NASA's probe, Juno, has traveled for five years over more than 1.5 billion miles, and now it is about to arrive at Jupiter. Later tonight, the probe is supposed to fire its main engine for 35 minutes, slowing it down just enough for Jupiter's gravity to capture the probe and swing it into orbit around the giant planet.

Mission control for Juno is at NASA's Jet Propulsion Laboratory in Pasadena, Calif. That's where NPR science correspondent Joe Palca is, who joins us on the line to tell us more about the mission.

Hey there, Joe.


SHAPIRO: Well, you've watched a lot of NASA missions unfold over the years. What's the feeling at JPL like right now?

PALCA: Well, it's this incredible feeling of extreme excitement like we've finally arrived, and total tension, like, oh, my gosh, is this really going to work?

SHAPIRO: Yeah. It sounds like it's a very delicate procedure. The probe fires its rocket for 35 minutes. It's way out there in the solar system. What if things go wrong?

PALCA: Well - so yes. So there is a very complex ballet that the spacecraft has to go through. You know, right now its solar panels are pointed toward the sun and its antennas are pointing toward the Earth - its main antenna. And it's got to sort of roll over and point its engine in the direction it's going 'cause it's trying to break with its engine, and that means no solar power and just a low-gain antenna. And so it also has to spin faster to stabilize it so it doesn't wobble around and it has to fire the engines. And the engines have worked before but not at Jupiter before.

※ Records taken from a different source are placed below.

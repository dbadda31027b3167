//! Identity & role oracle: maps a user id to a display name and role.
//!
//! Credential storage lives outside the server. The [`Directory`] built from
//! the configuration file is the stock implementation; anything else can be
//! plugged in through [`RoleOracle`].

mod directory;

use std::time::Duration;

use async_trait::async_trait;

pub use directory::{Credential, Directory};

use crate::error::{Error, Result};
use crate::types::Identity;

pub const DEFAULT_LOOKUP_TIMEOUT: Duration = Duration::from_secs(2);

#[async_trait]
pub trait RoleOracle: Send + Sync {
    /// Returns `Ok(None)` for an unknown user and `Err(Unavailable)` when the
    /// oracle cannot answer.
    async fn resolve_user(&self, user_id: &str) -> Result<Option<Identity>>;
}

/// Resolves a user, failing with `Unavailable` once `timeout` elapses.
///
/// A timed-out lookup never falls back to a default role.
pub async fn resolve(
    oracle: &dyn RoleOracle,
    user_id: &str,
    timeout: Duration,
) -> Result<Identity> {
    match tokio::time::timeout(timeout, oracle.resolve_user(user_id)).await {
        Ok(Ok(Some(identity))) => Ok(identity),
        Ok(Ok(None)) => Err(Error::not_found(format!("user {user_id}"))),
        Ok(Err(e)) => Err(e),
        Err(_) => {
            tracing::warn!("Role lookup for {user_id} timed out after {timeout:?}");
            Err(Error::Unavailable("role oracle timed out".into()))
        }
    }
}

And so all this has to happen, and then afterwards it has to roll back over and point back toward Earth and get the sun back on the solar panels or it'll run out of juice, and that's another thing they have to worry about.

SHAPIRO: When will we know if everything went according to plan and this actually worked?

PALCA: Well, this is the crazy thing. It takes 48 minutes for a radio signal to come from Jupiter to the Earth. So in fact this entire thing will have happened before we ever hear about it on Earth because it's 35 minutes for the rocket and 48 minutes for the radio signal. But as the engine is firing, there will be tones coming from the spacecraft that will say, hey, I've switched on the engine.

And they can also measure the Doppler shift - this is a slight change in frequency of the radio signal coming from the spacecraft - and that will tell them that it's slowing down. So they'll get a tone at the start and a tone at the end. And then they'll relax, although they still have to turn back toward Earth with the solar panels - or, back toward the sun with the solar panels. So there's that.

SHAPIRO: So after they've popped the champagne and celebrated if it gets successfully into orbit around Jupiter, what do scientists hope to learn from this probe?

PALCA: Well, Jupiter is the big - well, I call it the big kahuna of the solar system. It's huge, and if you understand Jupiter, you begin to understand how the solar system fit together. They want to know more about its radiation environment. It's got a very harsh radiation environment. It's got an aurora. It's got a very powerful magnetic field. It's got a very powerful gravitational field. They have instruments that'll probe what the interior composition is. And so there's a lot of data that will tell them, first of all, how Jupiter formed, but also they think this will tell them something about how all the planets in the solar system might have come into being.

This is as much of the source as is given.